We speak over dinner beside the glittering but parasite-ridden Lake Malawi. Here in southern Malawi, where initiations are most widespread, girls are often married off as soon as they reach puberty and literacy rates are among the lowest in the country. In the district of Mangochi, which borders the lake, 48 percent of teenagers have begun bearing children—the highest incidence in Malawi. Mwandira says it is hard to persuade local leaders here and elsewhere in the country to stop a custom that has such a long history, especially since annual initiations for boys and girls have become a kind of industry.

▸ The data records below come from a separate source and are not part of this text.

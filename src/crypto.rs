//! Sealing of platform OAuth tokens at rest.
//!
//! Stored layout: `0x01 | nonce (12) | ciphertext+tag`. The associated data
//! is `user_id|platform`, so a ciphertext copied onto another connection row
//! no longer opens. Rows written before encryption was introduced hold raw
//! UTF-8 and carry no version byte; they are read back unchanged until
//! `campaigniq reseal-tokens` rewrites them.

#![allow(deprecated)]

use aes_gcm::{
    Aes256Gcm, Key, Nonce,
    aead::{Aead, AeadCore, KeyInit, OsRng, Payload},
};
use thiserror::Error;
use uuid::Uuid;
use zeroize::{Zeroize, ZeroizeOnDrop};

use crate::platform::Platform;

const SEALED_V1: u8 = 0x01;
const NONCE_LEN: usize = 12;
const TAG_LEN: usize = 16;
const HEADER_LEN: usize = 1 + NONCE_LEN;
const MIN_SEALED_LEN: usize = HEADER_LEN + TAG_LEN;

pub const KEY_LEN: usize = 32;

#[derive(Debug, Error)]
pub enum CryptoError {
    #[error("crypto key must be {KEY_LEN} bytes, got {0}")]
    InvalidKeyLength(usize),
    #[error("encryption failed: {0}")]
    EncryptionFailed(String),
    #[error("decryption failed: {0}")]
    DecryptionFailed(String),
    #[error("sealed token is truncated")]
    InvalidFormat,
    #[error("stored token is empty")]
    EmptyCiphertext,
}

/// AES-256 key, wiped from memory on drop.
#[derive(Clone, Zeroize, ZeroizeOnDrop)]
pub struct CryptoKey(Vec<u8>);

impl std::fmt::Debug for CryptoKey {
    fn fmt(&self, f: &mut std::fmt::Formatter<'_>) -> std::fmt::Result {
        f.write_str("CryptoKey([REDACTED])")
    }
}

impl CryptoKey {
    pub fn new(bytes: Vec<u8>) -> Result<Self, CryptoError> {
        if bytes.len() != KEY_LEN {
            return Err(CryptoError::InvalidKeyLength(bytes.len()));
        }
        Ok(Self(bytes))
    }

    fn cipher(&self) -> Aes256Gcm {
        Aes256Gcm::new(Key::<Aes256Gcm>::from_slice(&self.0))
    }
}

fn connection_aad(user_id: Uuid, platform: Platform) -> Vec<u8> {
    format!("{user_id}|{}", platform.as_str()).into_bytes()
}

/// True when `stored` carries the sealed layout rather than legacy plaintext.
pub fn is_encrypted_payload(stored: &[u8]) -> bool {
    stored.len() >= MIN_SEALED_LEN && stored[0] == SEALED_V1
}

/// Encrypt a platform token for the given user's connection.
pub fn seal_token(
    key: &CryptoKey,
    user_id: Uuid,
    platform: Platform,
    token: &str,
) -> Result<Vec<u8>, CryptoError> {
    let nonce = Aes256Gcm::generate_nonce(&mut OsRng);
    let aad = connection_aad(user_id, platform);
    let body = key
        .cipher()
        .encrypt(
            &nonce,
            Payload {
                msg: token.as_bytes(),
                aad: &aad,
            },
        )
        .map_err(|e| CryptoError::EncryptionFailed(e.to_string()))?;

    let mut sealed = Vec::with_capacity(HEADER_LEN + body.len());
    sealed.push(SEALED_V1);
    sealed.extend_from_slice(&nonce);
    sealed.extend_from_slice(&body);
    Ok(sealed)
}

/// Decrypt a stored token. Legacy plaintext rows are returned as-is.
pub fn open_token(
    key: &CryptoKey,
    user_id: Uuid,
    platform: Platform,
    stored: &[u8],
) -> Result<String, CryptoError> {
    let bytes = match stored.first() {
        None => return Err(CryptoError::EmptyCiphertext),
        Some(&SEALED_V1) => {
            if stored.len() < MIN_SEALED_LEN {
                return Err(CryptoError::InvalidFormat);
            }
            let (header, body) = stored.split_at(HEADER_LEN);
            let aad = connection_aad(user_id, platform);
            key.cipher()
                .decrypt(
                    Nonce::from_slice(&header[1..]),
                    Payload { msg: body, aad: &aad },
                )
                .map_err(|e| CryptoError::DecryptionFailed(e.to_string()))?
        }
        Some(_) => stored.to_vec(),
    };

    String::from_utf8(bytes).map_err(|e| CryptoError::DecryptionFailed(format!("invalid UTF-8: {e}")))
}
//! # Token Refresh Service
//!
//! Keeps platform access tokens usable. [`TokenRefreshService::ensure_fresh`]
//! is called before every reporting fetch; the background loop refreshes
//! connections nearing expiry and purges stale pending authorizations.

use chrono::{DateTime, Duration, Utc};
use metrics::{counter, gauge, histogram};
use rand::Rng;
use std::collections::HashMap;
use std::future::Future;
use std::sync::Arc;
use tokio::sync::{Mutex, Semaphore};
use tokio::time::{Duration as TokioDuration, sleep};
use tokio_util::sync::CancellationToken;
use tracing::{debug, error, info, instrument, warn};
use uuid::Uuid;

use crate::adapters::{AdapterRegistry, ReportingAccess};
use crate::config::AppConfig;
use crate::error::{AppError, AppResult};
use crate::models::platform_connection;
use crate::oauth::candidate_from_tokens;
use crate::platform::Platform;
use crate::repositories::{ConnectionRepository, OAuthStateRepository};

type PairLocks = HashMap<(Uuid, Platform), Arc<Mutex<()>>>;

/// Background and on-demand token refresh
#[derive(Clone)]
pub struct TokenRefreshService {
    config: Arc<AppConfig>,
    connections: Arc<ConnectionRepository>,
    registry: Arc<AdapterRegistry>,
    oauth_states: OAuthStateRepository,
    /// One lock per (user, platform); concurrent callers share a single refresh
    in_flight: Arc<Mutex<PairLocks>>,
}

/// Counts for one background tick
#[derive(Debug, Default, Clone, PartialEq, Eq)]
pub struct TickStats {
    pub connections_polled: u64,
    pub refreshes_succeeded: u64,
    /// Refreshed by another caller, or disconnected, after the scan
    pub refreshes_skipped: u64,
    pub refreshes_failed: u64,
    pub oauth_states_purged: u64,
}

/// Classification of token refresh errors for appropriate handling
#[derive(Debug, PartialEq)]
pub enum RefreshErrorClassification {
    /// The grant is gone (revoked, invalid); only re-authorization helps
    Permanent,
    /// Network or upstream hiccup; the next tick retries
    Transient,
    /// The platform throttled us
    RateLimited,
}

impl TokenRefreshService {
    pub fn new(
        config: Arc<AppConfig>,
        connections: Arc<ConnectionRepository>,
        registry: Arc<AdapterRegistry>,
        oauth_states: OAuthStateRepository,
    ) -> Self {
        Self {
            config,
            connections,
            registry,
            oauth_states,
            in_flight: Arc::new(Mutex::new(HashMap::new())),
        }
    }

    fn lead_time(&self) -> Duration {
        Duration::seconds(self.config.token_refresh.lead_time_seconds as i64)
    }

    async fn pair_lock(&self, user_id: Uuid, platform: Platform) -> Arc<Mutex<()>> {
        let mut locks = self.in_flight.lock().await;
        locks
            .entry((user_id, platform))
            .or_insert_with(|| Arc::new(Mutex::new(())))
            .clone()
    }

    /// Drops the caller's handle and forgets the pair once no one else holds it.
    async fn release_pair_lock(&self, user_id: Uuid, platform: Platform, lock: Arc<Mutex<()>>) {
        let mut locks = self.in_flight.lock().await;
        drop(lock);
        let key = (user_id, platform);
        if locks.get(&key).is_some_and(|held| Arc::strong_count(held) == 1) {
            locks.remove(&key);
        }
    }

    /// Runs `work` while holding the pair lock.
    async fn with_pair_lock<T, F, Fut>(&self, user_id: Uuid, platform: Platform, work: F) -> T
    where
        F: FnOnce() -> Fut,
        Fut: Future<Output = T>,
    {
        let lock = self.pair_lock(user_id, platform).await;
        let output = {
            let _guard = lock.lock().await;
            work().await
        };
        self.release_pair_lock(user_id, platform, lock).await;
        output
    }

    /// Number of (user, platform) pairs with a refresh lock currently tracked.
    pub async fn in_flight_pairs(&self) -> usize {
        self.in_flight.lock().await.len()
    }

    /// Credentials for a reporting call, refreshing first when the token is
    /// within the lead time of its expiry.
    ///
    /// Fails with [`AppError::ReconnectRequired`] when there is no connection,
    /// or when a needed refresh is impossible or rejected.
    #[instrument(skip_all, fields(%user_id, %platform))]
    pub async fn ensure_fresh(&self, user_id: Uuid, platform: Platform) -> AppResult<ReportingAccess> {
        self.with_pair_lock(user_id, platform, || self.ensure_fresh_locked(user_id, platform))
            .await
    }

    async fn ensure_fresh_locked(&self, user_id: Uuid, platform: Platform) -> AppResult<ReportingAccess> {
        // Read under the lock: a refresh that finished while we waited is visible here
        let connection = self
            .connections
            .get_connection(user_id, platform)
            .await?
            .ok_or_else(|| AppError::ReconnectRequired {
                platform,
                reason: "no connection".to_string(),
            })?;

        if !expires_by(&connection, Utc::now() + self.lead_time()) {
            let tokens = self.connections.decrypt_tokens(&connection)?;
            return Ok(ReportingAccess::new(tokens.access_token, connection.account_id));
        }

        let refreshed = self.refresh_locked(&connection, platform).await?;
        let tokens = self.connections.decrypt_tokens(&refreshed)?;
        Ok(ReportingAccess::new(tokens.access_token, refreshed.account_id))
    }

    /// Refresh now regardless of expiry.
    #[instrument(skip_all, fields(%user_id, %platform))]
    pub async fn force_refresh(
        &self,
        user_id: Uuid,
        platform: Platform,
    ) -> AppResult<platform_connection::Model> {
        self.with_pair_lock(user_id, platform, || async {
            let connection = self
                .connections
                .get_connection(user_id, platform)
                .await?
                .ok_or_else(|| AppError::ReconnectRequired {
                    platform,
                    reason: "no connection".to_string(),
                })?;
            self.refresh_locked(&connection, platform).await
        })
        .await
    }

    /// Tick path. The scan snapshot may be stale by the time the lock is
    /// held, so the row is read again; `Ok(false)` means nothing was due.
    async fn refresh_if_due(
        &self,
        user_id: Uuid,
        platform: Platform,
        cutoff: DateTime<Utc>,
    ) -> AppResult<bool> {
        let Some(connection) = self.connections.get_connection(user_id, platform).await? else {
            debug!(%user_id, %platform, "Connection removed before scheduled refresh");
            return Ok(false);
        };
        if !expires_by(&connection, cutoff) {
            debug!(%user_id, %platform, "Connection already refreshed");
            return Ok(false);
        }
        self.refresh_locked(&connection, platform).await?;
        Ok(true)
    }

    /// Refresh one connection. The caller holds the pair lock.
    async fn refresh_locked(
        &self,
        connection: &platform_connection::Model,
        platform: Platform,
    ) -> AppResult<platform_connection::Model> {
        let refresh_start = std::time::Instant::now();
        let adapter = self.registry.get(platform)?;
        let tokens = self.connections.decrypt_tokens(connection)?;

        let refresh_material = match tokens.refresh_token {
            Some(refresh_token) => Some(refresh_token),
            None if adapter.metadata().refreshes_with_access_token => {
                let expired = connection
                    .expires_at
                    .is_some_and(|exp| exp.with_timezone(&Utc) <= Utc::now());
                (!expired).then_some(tokens.access_token)
            }
            None => None,
        };
        let Some(refresh_material) = refresh_material else {
            counter!("token_refresh_failure_total", "platform" => platform.as_str()).increment(1);
            return Err(AppError::ReconnectRequired {
                platform,
                reason: "no refresh material available".to_string(),
            });
        };

        counter!("token_refresh_attempts_total", "platform" => platform.as_str()).increment(1);
        let refreshed = match adapter.refresh_token(&refresh_material).await {
            Ok(refreshed) => refreshed,
            Err(err) => {
                counter!("token_refresh_failure_total", "platform" => platform.as_str())
                    .increment(1);
                let classification = classify_refresh_error(&err);
                warn!(
                    %platform,
                    user_id = %connection.user_id,
                    ?classification,
                    error = %err,
                    "Token refresh failed"
                );
                return Err(AppError::ReconnectRequired {
                    platform,
                    reason: err.to_string(),
                });
            }
        };

        let updated = self
            .connections
            .upsert_connection(candidate_from_tokens(
                connection.user_id,
                platform,
                refreshed,
                false,
            ))
            .await?;

        histogram!("token_refresh_latency_ms").record(refresh_start.elapsed().as_secs_f64() * 1_000.0);
        counter!("token_refresh_success_total", "platform" => platform.as_str()).increment(1);
        info!(
            %platform,
            user_id = %connection.user_id,
            expires_at = ?updated.expires_at,
            "Refreshed connection tokens"
        );
        Ok(updated)
    }

    /// Run the refresh loop until the shutdown token fires
    #[instrument(skip_all)]
    pub async fn run(&self, shutdown: CancellationToken) {
        info!("Starting token refresh service");
        let tick_interval = TokioDuration::from_secs(self.config.token_refresh.tick_seconds);

        loop {
            tokio::select! {
                _ = shutdown.cancelled() => {
                    info!("Token refresh service shutdown requested");
                    break;
                }
                _ = sleep(tick_interval) => {
                    let tick_started = std::time::Instant::now();
                    if let Err(err) = self.tick(Utc::now()).await {
                        error!(error = %err, "Token refresh tick failed");
                    }
                    histogram!("token_refresh_tick_duration_ms")
                        .record(tick_started.elapsed().as_secs_f64() * 1_000.0);
                }
            }
        }

        info!("Token refresh service stopped");
    }

    /// One pass: purge expired pending authorizations, then refresh every
    /// connection expiring within the lead time, `concurrency` at a time.
    #[instrument(skip_all)]
    pub async fn tick(&self, now: DateTime<Utc>) -> AppResult<TickStats> {
        let mut stats = TickStats {
            oauth_states_purged: self.oauth_states.cleanup_expired(now).await?,
            ..TickStats::default()
        };

        let cutoff = now + self.lead_time();
        let due = self.connections.find_expiring(cutoff).await?;
        stats.connections_polled = due.len() as u64;
        debug!(
            due = due.len(),
            lead_time_seconds = self.config.token_refresh.lead_time_seconds,
            "Found connections due for token refresh"
        );

        let semaphore = Arc::new(Semaphore::new(
            self.config.token_refresh.concurrency.max(1) as usize,
        ));
        let mut handles = Vec::with_capacity(due.len());

        for connection in due {
            let Ok(platform) = connection.platform.parse::<Platform>() else {
                warn!(platform = %connection.platform, "Skipping connection with unknown platform");
                stats.refreshes_failed += 1;
                continue;
            };
            let service = self.clone();
            let semaphore = semaphore.clone();

            handles.push(tokio::spawn(async move {
                let _permit = semaphore
                    .acquire_owned()
                    .await
                    .map_err(|e| AppError::integration(format!("refresh semaphore closed: {e}")))?;

                let jitter_seconds = service.compute_jitter();
                if jitter_seconds > 0 {
                    sleep(TokioDuration::from_secs(jitter_seconds)).await;
                }

                let user_id = connection.user_id;
                service
                    .with_pair_lock(user_id, platform, || {
                        service.refresh_if_due(user_id, platform, cutoff)
                    })
                    .await
            }));
        }

        for handle in handles {
            match handle.await {
                Ok(Ok(true)) => stats.refreshes_succeeded += 1,
                Ok(Ok(false)) => stats.refreshes_skipped += 1,
                Ok(Err(_)) => stats.refreshes_failed += 1,
                Err(e) => {
                    stats.refreshes_failed += 1;
                    error!(error = ?e, "Refresh task panicked or was cancelled");
                }
            }
        }

        gauge!("token_refresh_connections_polled_gauge").set(stats.connections_polled as f64);
        gauge!("token_refresh_in_flight_pairs_gauge").set(self.in_flight_pairs().await as f64);
        debug!(?stats, "Token refresh tick completed");
        Ok(stats)
    }

    fn compute_jitter(&self) -> u64 {
        let factor = self.config.token_refresh.jitter_factor;
        if factor <= 0.0 {
            return 0;
        }
        let max_delay_seconds = (self.config.token_refresh.lead_time_seconds as f64 * factor) as u64;
        rand::thread_rng().gen_range(0..=max_delay_seconds)
    }
}

fn expires_by(connection: &platform_connection::Model, cutoff: DateTime<Utc>) -> bool {
    connection
        .expires_at
        .is_some_and(|exp| exp.with_timezone(&Utc) <= cutoff)
}

/// Classify a refresh failure by upstream status, falling back to the
/// OAuth error vocabulary in the message.
pub fn classify_refresh_error(error: &AppError) -> RefreshErrorClassification {
    let (status, message) = match error {
        AppError::OAuthExchange {
            http_status,
            platform_message,
            ..
        }
        | AppError::PlatformApi {
            http_status,
            platform_message,
            ..
        } => (*http_status, platform_message.to_lowercase()),
        other => (None, other.to_string().to_lowercase()),
    };

    match status {
        Some(429) => return RefreshErrorClassification::RateLimited,
        Some(400 | 401 | 403) => return RefreshErrorClassification::Permanent,
        _ => {}
    }

    if ["invalid_grant", "invalid_client", "unauthorized_client", "revoked", "access_denied"]
        .iter()
        .any(|needle| message.contains(needle))
    {
        return RefreshErrorClassification::Permanent;
    }
    if ["rate_limit", "rate limit", "too_many_requests", "quota"]
        .iter()
        .any(|needle| message.contains(needle))
    {
        return RefreshErrorClassification::RateLimited;
    }
    RefreshErrorClassification::Transient
}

"Those people who perform such tasks are paid, either in cash or kind, so it's difficult for the whole thing to die [out]," she explains. Even "the chief gets something for allowing that initiation ceremony to take place."
In the face of public scrutiny, those who have a vested interest in keeping the custom alive try to do so covertly. Initiation camps are held outside villages in temporary shelters built just for this purpose and then burnt to the ground once children are sent home, Mwandira says. Adults who aren’t involved in managing the camps are not permitted near them. What’s more, the girls who take part in initiations are loath to talk about them.
I spent a day in Mangochi, asking every young woman I could whether she had been initiated. Each time I got a shy smile and swift ‘no’ in response. This despite what Mwandira told me: “It’s not possible to live in Mangochi and not be initiated.”
In Chiradzulu, a few hours south by car, Grace Mwase was the rare exception willing to speak about her experiences with initiation. When I asked if she wanted her testimony about this deeply private matter to be kept anonymous, she said, “No, use my name.” Her lack of shame may well stem from her involvement in the Girls Empowerment Network, a locally run coalition of young women.
The group is led by a woman named Joyce Mkandawire. She says that when she first arrived in Chiradzulu, where Mwase lives, she was struck by the lack of freedom afforded to girls. “A girl leaves a school [because she is] pregnant, nobody cared. A girl gets married today, nobody cared,” she recalls. Mkandawire is now advocating for new bylaws in local villages to bar teenage girls from getting married. She has also reached out to local headmasters, who notify her when a girl has dropped out of school so that she and the Girls Empowerment Network can try to convince her to return—and to focus on education rather than marriage.
In speaking out about these issues, Mkandawire has inspired girls like Mwase to do the same. About her work as a leader in the Network, she says, “I am there just to help the community and to encourage myself. If there is anything [wrong], I go to the elders and speak to them.” Mwase also goes to the initiation camps outside her village every year to speak to the girls there. “I go to tell them after your initiation, if you go out, don’t do the sexual cleansing thing because it’s bad for us,” she explains.
And she’s pleased with the progress she’s made so far. “If I go talk to them, they listen to me,” Mwase says, breaking into a smile.
Beenish Ahmed reported this story through a United Nations Foundation press fellowship.